Asparagus, folk name sparrow grass, scientific name Asparagus officinalis, is a perennial flowering plant species in the genus Asparagus. Its young shoots are used as a spring vegetable. It is widely cultivated as a vegetable crop.
BENEFITS: Asparagus is anti-inflammatory and antioxidant. It is a good source of Vitamin K, Vitamin B1 Thiamine, and Fiber. It serves as a natural diuretic, nourishes the digestive tract. It helps with a healthy pregnancy, helps fight cancer, and supports skin health.
USES: Asparagus can be eaten raw and makes a good addition to salads. Lightly steamed, blanched, or roasted asparagus is a delicious side dish with almost any meal.
BENEFITS: Among the claims for cauliflower are that it reduces cancer risk; fights inflammation; decreases risk for heart disease and brain disorders; provides high levels of vitamins C, K, and other vitamins and minerals; improves digestion and detoxification; aids in weight loss; helps balance hormones; and preserves eye health.
USES: Cauliflower can be washed and eaten raw with your favorite dip. The very best method for cooking cauliflower seems to be gently sautéing it on the stove top, with a bit of water, broth, lemon juice or a healthy source of fat, which can make its nutrients more absorbable.
I prefer my guacamole without chile, but for a real Mexican, it’s practically indispensable!
PREP TIME 20 min / COOK TIME none / NEED bowl / MAKES 4 servings
INGREDIENTS 2 ripe peeled and pitted AVOCADOS / 1/2 cup chopped TOMATOES / 1/4 cup chopped ONION / 1/4 cup chopped CILANTRO / 1/2 clove crushed or very finely chopped GARLIC / juice of 1 LEMON (about 2 Tbsps) / 1 small serrano CHILE (optional) / SALT and PEPPER to taste
Mash 2 ripe, peeled and pitted AVOCADOS until creamy.
Stir in 1/2 cup chopped TOMATOES,1/4 cup chopped ONION, 1/4 cup chopped CILANTRO, 1/2 clove crushed or very finely chopped GARLIC, juice of 1 LEMON (about 2 Tbsps), 1 small serrano CHILE (optional), SALT and PEPPER to taste.
The avocado (Persea americana) is a member of the flowering plant family Lauraceae.

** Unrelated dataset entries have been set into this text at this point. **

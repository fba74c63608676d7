//! Trellis Safety
//!
//! The safety validation pipeline that gates every device operation, and the
//! emergency protocol handler it arms.
//!
//! Checkers are independent, stateless-per-call policy evaluators behind the
//! [`SafetyChecker`] trait. The pipeline holds them in a static,
//! priority-ascending list and aggregates their results; processing stops as
//! soon as the accumulated violations contain one that is critical and
//! requires an emergency stop. A checker that errors internally is downgraded
//! to a synthetic `CHECKER_ERROR` violation rather than aborting the chain.

mod checker;
mod checkers;
mod context;
mod emergency;
mod error;
mod pipeline;
mod violation;

pub use checker::SafetyChecker;
pub use checkers::{
  AccessControlChecker, DeviceStateChecker, MedicalOverrideChecker, ParameterValidationChecker,
  RateLimitChecker,
};
pub use context::{MedicalContext, OperationRequest, Priority, SafetyContext, UserContext};
pub use emergency::{EmergencyAction, EmergencyHandler, EmergencyProcedure, IncidentRecord};
pub use error::SafetyError;
pub use pipeline::SafetyPipeline;
pub use violation::{SafetyCheckResult, SafetyViolation, Severity};
//! Trellis Coordinator
//!
//! Drives compiled plans to completion. One execution at a time walks its
//! plan's precomputed topological order; each device operation passes through
//! the safety pipeline before it is delegated to the device executor, with a
//! bounded retry loop, an overall deadline, cooperative cancellation, and
//! best-effort rollback on failure.
//!
//! The coordinator owns the two process-wide stores: the compiled-plan cache
//! and the active-execution registry. Nothing outside this crate writes them.

mod coordinator;
mod error;
mod options;
mod state;

pub use coordinator::ExecutionCoordinator;
pub use error::CoordinatorError;
pub use options::ExecutionOptions;
pub use state::{
  ExecutionFailure, ExecutionStatus, OperationExecution, OperationStatus, StepExecution,
  StepResult, StepStatus, WorkflowExecution,
};
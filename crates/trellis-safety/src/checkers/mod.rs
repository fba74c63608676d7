//! The five built-in checkers, in pipeline order.

mod access;
mod device_state;
mod medical;
mod parameter;
mod rate;

pub use access::AccessControlChecker;
pub use device_state::DeviceStateChecker;
pub use medical::MedicalOverrideChecker;
pub use parameter::ParameterValidationChecker;
pub use rate::RateLimitChecker;
use std::collections::HashMap;

use serde::{Deserialize, Serialize};

/// A node definition as exported by the visual editor.
#[derive(Debug, Clone, PartialEq, Serialize, Deserialize)]
pub struct NodeDef {
  /// Numeric id, unique within the workflow.
  pub id: u64,
  /// Editor node type, e.g. "device", "delay", "condition".
  #[serde(rename = "type")]
  pub node_type: String,
  #[serde(default)]
  pub data: NodeDataDef,
  #[serde(default)]
  pub inputs: Vec<PinDef>,
  #[serde(default)]
  pub outputs: Vec<PinDef>,
}

impl NodeDef {
  /// A node that targets a device and carries either a capability or an
  /// action text qualifies as a device node.
  pub fn is_device_node(&self) -> bool {
    self.data.device_id.is_some()
      && (self.data.capability.is_some() || self.data.action.is_some())
  }
}

/// Payload attached to a node by the editor.
#[derive(Debug, Clone, Default, PartialEq, Serialize, Deserialize)]
#[serde(rename_all = "camelCase")]
pub struct NodeDataDef {
  #[serde(skip_serializing_if = "Option::is_none")]
  pub device_id: Option<String>,
  #[serde(skip_serializing_if = "Option::is_none")]
  pub capability: Option<String>,
  /// Free-text action, e.g. "turn on the lamp". Resolved through the
  /// action translator when no explicit capability is present.
  #[serde(skip_serializing_if = "Option::is_none")]
  pub action: Option<String>,
  #[serde(default)]
  pub parameters: HashMap<String, serde_json::Value>,
}

/// An input or output pin on a node.
#[derive(Debug, Clone, PartialEq, Serialize, Deserialize)]
pub struct PinDef {
  pub label: String,
  #[serde(default)]
  pub kind: Option<String>,
}
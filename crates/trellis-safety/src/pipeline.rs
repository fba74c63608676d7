//! The safety validation pipeline.

use std::sync::Arc;

use tracing::{info, instrument, warn};
use trellis_device::DeviceStatusProvider;
use trellis_events::{SharedSink, WorkflowEvent};

use crate::checker::SafetyChecker;
use crate::checkers::{
  AccessControlChecker, DeviceStateChecker, MedicalOverrideChecker, ParameterValidationChecker,
  RateLimitChecker,
};
use crate::context::{OperationRequest, SafetyContext};
use crate::emergency::EmergencyHandler;
use crate::violation::{SafetyCheckResult, SafetyViolation, Severity};

/// Orchestrates the checkers in priority order and aggregates their results.
///
/// Processing stops as soon as the accumulated violations contain one that is
/// critical and requires an emergency stop; the emergency handler is then
/// invoked exactly once for the chain.
pub struct SafetyPipeline {
  checkers: Vec<Arc<dyn SafetyChecker>>,
  emergency: Arc<EmergencyHandler>,
  sink: SharedSink,
}

impl SafetyPipeline {
  /// Build the standard pipeline: parameter validation, access control,
  /// medical override, rate limiting, device state.
  pub fn new(
    status_provider: Arc<dyn DeviceStatusProvider>,
    emergency: Arc<EmergencyHandler>,
    sink: SharedSink,
  ) -> Self {
    let checkers: Vec<Arc<dyn SafetyChecker>> = vec![
      Arc::new(ParameterValidationChecker),
      Arc::new(AccessControlChecker),
      Arc::new(MedicalOverrideChecker),
      Arc::new(RateLimitChecker::new()),
      Arc::new(DeviceStateChecker::new(status_provider)),
    ];
    Self::with_checkers(checkers, emergency, sink)
  }

  /// Build a pipeline from an explicit checker set. Order is normalized by
  /// ascending priority so registration order cannot matter.
  pub fn with_checkers(
    mut checkers: Vec<Arc<dyn SafetyChecker>>,
    emergency: Arc<EmergencyHandler>,
    sink: SharedSink,
  ) -> Self {
    checkers.sort_by_key(|c| c.priority());
    Self {
      checkers,
      emergency,
      sink,
    }
  }

  /// Checker names in execution order.
  pub fn checker_names(&self) -> Vec<&'static str> {
    self.checkers.iter().map(|c| c.name()).collect()
  }

  /// Handle for direct emergency invocations (e.g. a forced stop).
  pub fn emergency_handler(&self) -> &Arc<EmergencyHandler> {
    &self.emergency
  }

  /// Run every applicable checker against the request.
  #[instrument(
    name = "safety_validate",
    skip(self, request, context),
    fields(operation_id = %request.operation_id, device_id = %request.device_id)
  )]
  pub async fn validate(
    &self,
    request: &OperationRequest,
    context: &SafetyContext,
  ) -> SafetyCheckResult {
    let mut violations: Vec<SafetyViolation> = Vec::new();
    let mut warnings: Vec<String> = Vec::new();
    let mut requires_confirmation = false;
    let mut emergency_protocol_triggered = false;

    for checker in &self.checkers {
      match checker.evaluate(request, context).await {
        Ok(result) => {
          violations.extend(result.violations);
          warnings.extend(result.warnings);
          requires_confirmation |= result.requires_confirmation;
          emergency_protocol_triggered |= result.emergency_protocol_triggered;
        }
        Err(e) => {
          warn!(
            checker = checker.name(),
            error = %e,
            "checker_error_downgraded"
          );
          violations.push(SafetyViolation::new(
            "CHECKER_ERROR",
            format!("checker '{}' failed internally: {e}", checker.name()),
            Severity::High,
          ));
        }
      }

      if violations.iter().any(SafetyViolation::is_emergency_stop) {
        warn!(
          checker = checker.name(),
          "critical stop-required violation, aborting checker chain"
        );
        break;
      }
    }

    let stop_required = violations.iter().any(SafetyViolation::is_emergency_stop);
    if stop_required {
      // Exactly one handler invocation per violation chain.
      let reason = violations
        .iter()
        .find(|v| v.is_emergency_stop())
        .map(|v| v.message.clone())
        .unwrap_or_else(|| "emergency stop required".to_string());
      self
        .emergency
        .handle(&request.device_id, context.device_category, &reason)
        .await;
      emergency_protocol_triggered = true;
    }

    let result = SafetyCheckResult::from_parts(
      violations,
      warnings,
      requires_confirmation,
      emergency_protocol_triggered,
    );

    if result.passed {
      info!(
        operation_id = %request.operation_id,
        violation_count = result.violations.len(),
        warning_count = result.warnings.len(),
        "safety_validation_passed"
      );
    } else {
      warn!(
        operation_id = %request.operation_id,
        violation_count = result.violations.len(),
        warning_count = result.warnings.len(),
        "safety_validation_failed"
      );
      let severity = result
        .violations
        .iter()
        .map(|v| v.severity)
        .max()
        .unwrap_or(Severity::Low);
      self.sink.emit(WorkflowEvent::SafetyIncident {
        device_id: request.device_id.clone(),
        severity: severity.to_string(),
        description: format!(
          "operation '{}' rejected with {} violation(s)",
          request.capability,
          result.violations.len()
        ),
      });
    }

    result
  }
}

The fruit of the plant is botanically a large berry containing a single seed. Avocados are cultivated in tropical and Mediterranean climates throughout the world. In 2017, Mexico produced 34% of the world supply of avocados.
BENEFITS: Among the claims for avocados are that they improve heart health; support eye, skin, and hair health; fight cancer cell growth; promote weight loss; enhance digestive health; protect against diabetes; and decrease arthritis symptoms.
USES: Avocados are delicious as they are–just peel and slice or scoop with a spoon. A quarter of an avocado in a smoothie gives it a delicious creamy texture that blends well with other flavors. Avocados can be used in salsas, dips, and salad dressings, and, of course, they are the key ingredient in the Mexican dish that is appreciated worldwide–Guacamole!